Pero había alguien más. Regreso en el tiempo y recuerdo a alguien con quien extrañamente podía pasar horas hablando de cosas triviales, ya sea en el camino a casa o en el teléfono de la esquina. Aunque eso había quedado atrás por el tiempo y la distancia, de pronto se reveló una nueva posibilidad: otro punto en la red.

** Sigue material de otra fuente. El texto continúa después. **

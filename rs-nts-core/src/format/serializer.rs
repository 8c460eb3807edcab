use std::io::Write;

use crate::model::tree_node::NGramTreeNode;

use super::error::Result;
use super::node_block::{encode_node_reference, encode_node_standard, validate_word};
use super::word_bank::{build_address_map, write_word_bank};

/// Writes the binary form of the tree: the word bank, then every node in
/// depth-first pre-order.
///
/// Nodes whose word made it into the bank are written as bank references,
/// all others inline their word. The traversal uses an explicit stack;
/// these trees reach depths where call-stack recursion is not an option.
///
/// The caller keeps exclusive use of `writer` for the whole call. A failed
/// serialize leaves whatever bytes were already written, the resulting
/// stream will not deserialize cleanly.
pub fn serialize_tree<W: Write>(root: &NGramTreeNode, writer: &mut W) -> Result<()> {
	// Every word is checked before the first byte goes out, so a tree
	// that cannot be encoded fails without producing partial output.
	validate_tree_words(root)?;

	let bank = write_word_bank(root, writer)?;
	let address_map = build_address_map(&bank);

	let mut stack = vec![root];
	while let Some(node) = stack.pop() {
		let block = match address_map.get(node.word()) {
			Some(&address) => encode_node_reference(address, node)?,
			None => encode_node_standard(node)?,
		};
		writer.write_all(&block)?;

		// Push children in reverse so the first child is popped, and thus
		// emitted and re-attached, first. Child order survives the
		// round trip.
		for child in node.children().iter().rev() {
			stack.push(child);
		}
	}

	Ok(())
}

fn validate_tree_words(root: &NGramTreeNode) -> Result<()> {
	let mut stack = vec![root];
	while let Some(node) = stack.pop() {
		validate_word(node.word())?;
		stack.extend(node.children().iter());
	}
	Ok(())
}
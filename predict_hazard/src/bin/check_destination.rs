use predict_hazard::geodesy::{bearing_and_distance, destination};
use predict_hazard::Coordinate;

fn main() -> anyhow::Result<()> {
    // Chennai
    let start = Coordinate::new(13.0827, 80.2707)?;
    // 1 km due east, expected lat ~13.0827, lon ~80.2799
    let dist_km = 1.0;
    let az = 90.0;
    let dest = destination(start, az, dist_km)?;
    println!("Destination lat={}, lon={}", dest.lat(), dest.lng());

    let (back_az, back_dist) = bearing_and_distance(start, dest);
    println!("Inverse bearing={back_az}, distance={back_dist} km");

    Ok(())
}
//! Coordinates and the geodesic helpers used to walk from a base point.
//!
//! All geodesic work is done on the WGS84 ellipsoid through `geo`. Distances
//! at this module's boundary are kilometres; `geo` works in metres.

use crate::error::{PredictError, Result};
use geo::algorithm::geodesic_bearing::GeodesicBearing;
use geo::algorithm::geodesic_destination::GeodesicDestination;
use geo::Point;
use std::fmt;
use tracing::trace;

const METERS_PER_KM: f64 = 1000.0;

/// A validated latitude/longitude pair in decimal degrees.
#[derive(Debug, Clone, Copy, PartialEq)]
pub struct Coordinate {
    lat: f64,
    lng: f64,
}

impl Coordinate {
    pub fn new(lat: f64, lng: f64) -> Result<Self> {
        if !lat.is_finite() || !lng.is_finite() {
            return Err(PredictError::InvalidInput(format!(
                "coordinate ({lat}, {lng}) is not finite"
            )));
        }
        if !(-90.0..=90.0).contains(&lat) {
            return Err(PredictError::InvalidInput(format!(
                "latitude {lat} is outside [-90, 90]"
            )));
        }
        if !(-180.0..=180.0).contains(&lng) {
            return Err(PredictError::InvalidInput(format!(
                "longitude {lng} is outside [-180, 180]"
            )));
        }
        Ok(Self { lat, lng })
    }

    pub fn lat(&self) -> f64 {
        self.lat
    }

    pub fn lng(&self) -> f64 {
        self.lng
    }

    fn to_point(self) -> Point {
        Point::new(self.lng, self.lat)
    }

    /// Builds a coordinate from a computed point, wrapping the longitude.
    /// A non-finite value or a latitude off the globe is a solver fault.
    pub(crate) fn from_computed(lat: f64, lng: f64) -> Result<Self> {
        if !lat.is_finite() || !lng.is_finite() || !(-90.0..=90.0).contains(&lat) {
            return Err(PredictError::Degenerate { lat, lng });
        }
        Ok(Self {
            lat,
            lng: wrap_longitude(lng),
        })
    }
}

impl fmt::Display for Coordinate {
    fn fmt(&self, f: &mut fmt::Formatter<'_>) -> fmt::Result {
        write!(f, "({}, {})", self.lat, self.lng)
    }
}

/// Wraps a longitude into [-180, 180]. Values already in range are returned
/// untouched so that +180 stays +180.
pub fn wrap_longitude(lng: f64) -> f64 {
    if (-180.0..=180.0).contains(&lng) {
        return lng;
    }
    (lng + 180.0).rem_euclid(360.0) - 180.0
}

/// Solves the direct geodesic problem: walks `distance_km` from `base` along
/// the initial bearing `bearing_deg` (clockwise from true north).
pub fn destination(base: Coordinate, bearing_deg: f64, distance_km: f64) -> Result<Coordinate> {
    let dest = base
        .to_point()
        .geodesic_destination(bearing_deg, distance_km * METERS_PER_KM);
    trace!(
        "{base} + {distance_km} km @ {bearing_deg}° -> lat = {}, lon = {}",
        dest.y(),
        dest.x()
    );
    Coordinate::from_computed(dest.y(), dest.x())
}

/// Solves the inverse geodesic problem. Returns the initial bearing in
/// [0, 360) and the distance in kilometres.
pub fn bearing_and_distance(from: Coordinate, to: Coordinate) -> (f64, f64) {
    let (bearing, dist_m) = from.to_point().geodesic_bearing_distance(to.to_point());
    (bearing.rem_euclid(360.0), dist_m / METERS_PER_KM)
}

#[cfg(test)]
mod test {
    use super::*;

    #[test]
    fn rejects_out_of_range() {
        assert!(Coordinate::new(999.0, 0.0).is_err());
        assert!(Coordinate::new(0.0, -180.5).is_err());
        assert!(Coordinate::new(f64::NAN, 0.0).is_err());
        assert!(Coordinate::new(0.0, f64::INFINITY).is_err());
        assert!(Coordinate::new(-90.0, 180.0).is_ok());
    }

    #[test]
    fn wraps_longitude() {
        assert_eq!(wrap_longitude(180.0), 180.0);
        assert_eq!(wrap_longitude(-180.0), -180.0);
        assert!((wrap_longitude(181.0) - -179.0).abs() < 1e-9);
        assert!((wrap_longitude(-181.0) - 179.0).abs() < 1e-9);
        assert!((wrap_longitude(540.0) - -180.0).abs() < 1e-9);
    }

    #[test]
    fn chennai_one_km_east() {
        let base = Coordinate::new(13.0827, 80.2707).unwrap();
        let dest = destination(base, 90.0, 1.0).unwrap();
        assert!((dest.lat() - 13.0827).abs() < 1e-4, "lat = {}", dest.lat());
        assert!((dest.lng() - 80.2799).abs() < 1e-4, "lng = {}", dest.lng());

        let (bearing, dist) = bearing_and_distance(base, dest);
        assert!((bearing - 90.0).abs() < 1e-6, "bearing = {bearing}");
        assert!((dist - 1.0).abs() < 1e-9, "dist = {dist}");
    }

    #[test]
    fn crosses_antimeridian() {
        let base = Coordinate::new(0.0, 179.99).unwrap();
        let dest = destination(base, 90.0, 25.0).unwrap();
        assert!(dest.lng() < 0.0 && dest.lng() >= -180.0, "lng = {}", dest.lng());
    }

    #[test]
    fn degenerate_point_is_an_error() {
        let err = Coordinate::from_computed(f64::NAN, 0.0).unwrap_err();
        assert!(matches!(err, PredictError::Degenerate { .. }));
        let err = Coordinate::from_computed(90.5, 10.0).unwrap_err();
        assert!(matches!(err, PredictError::Degenerate { .. }));
    }
}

Era definitivamente mi parte favorita de la semana. Entrar al cibercafé, solicitar una computadora y abrir nerviosamente mi correo electrónico. Entonces ahí estaba: un mensaje tuyo, ¿de qué? de lo que fuese: música, cine, tus últimos días en el bachillerato, tus ratos con tus amigas o incluso algún mal rato con tu hermano. Me sentía afortunado de que, aunque no aquí, en alguna otra parte, había alguien que me leía, escribía y de cuando en cuando se acordaba de mí.
Después de redactar mi mensaje correspondiente, salía del cibercafé con una sensación de satisfacción muy reconfortante. Compraba un elote en la plaza y me sentaba a esperar a que llegara mi abuelita, disfrutando de los detalles sencillos que alegran el corazón y que una tarde más me acababa de regalar.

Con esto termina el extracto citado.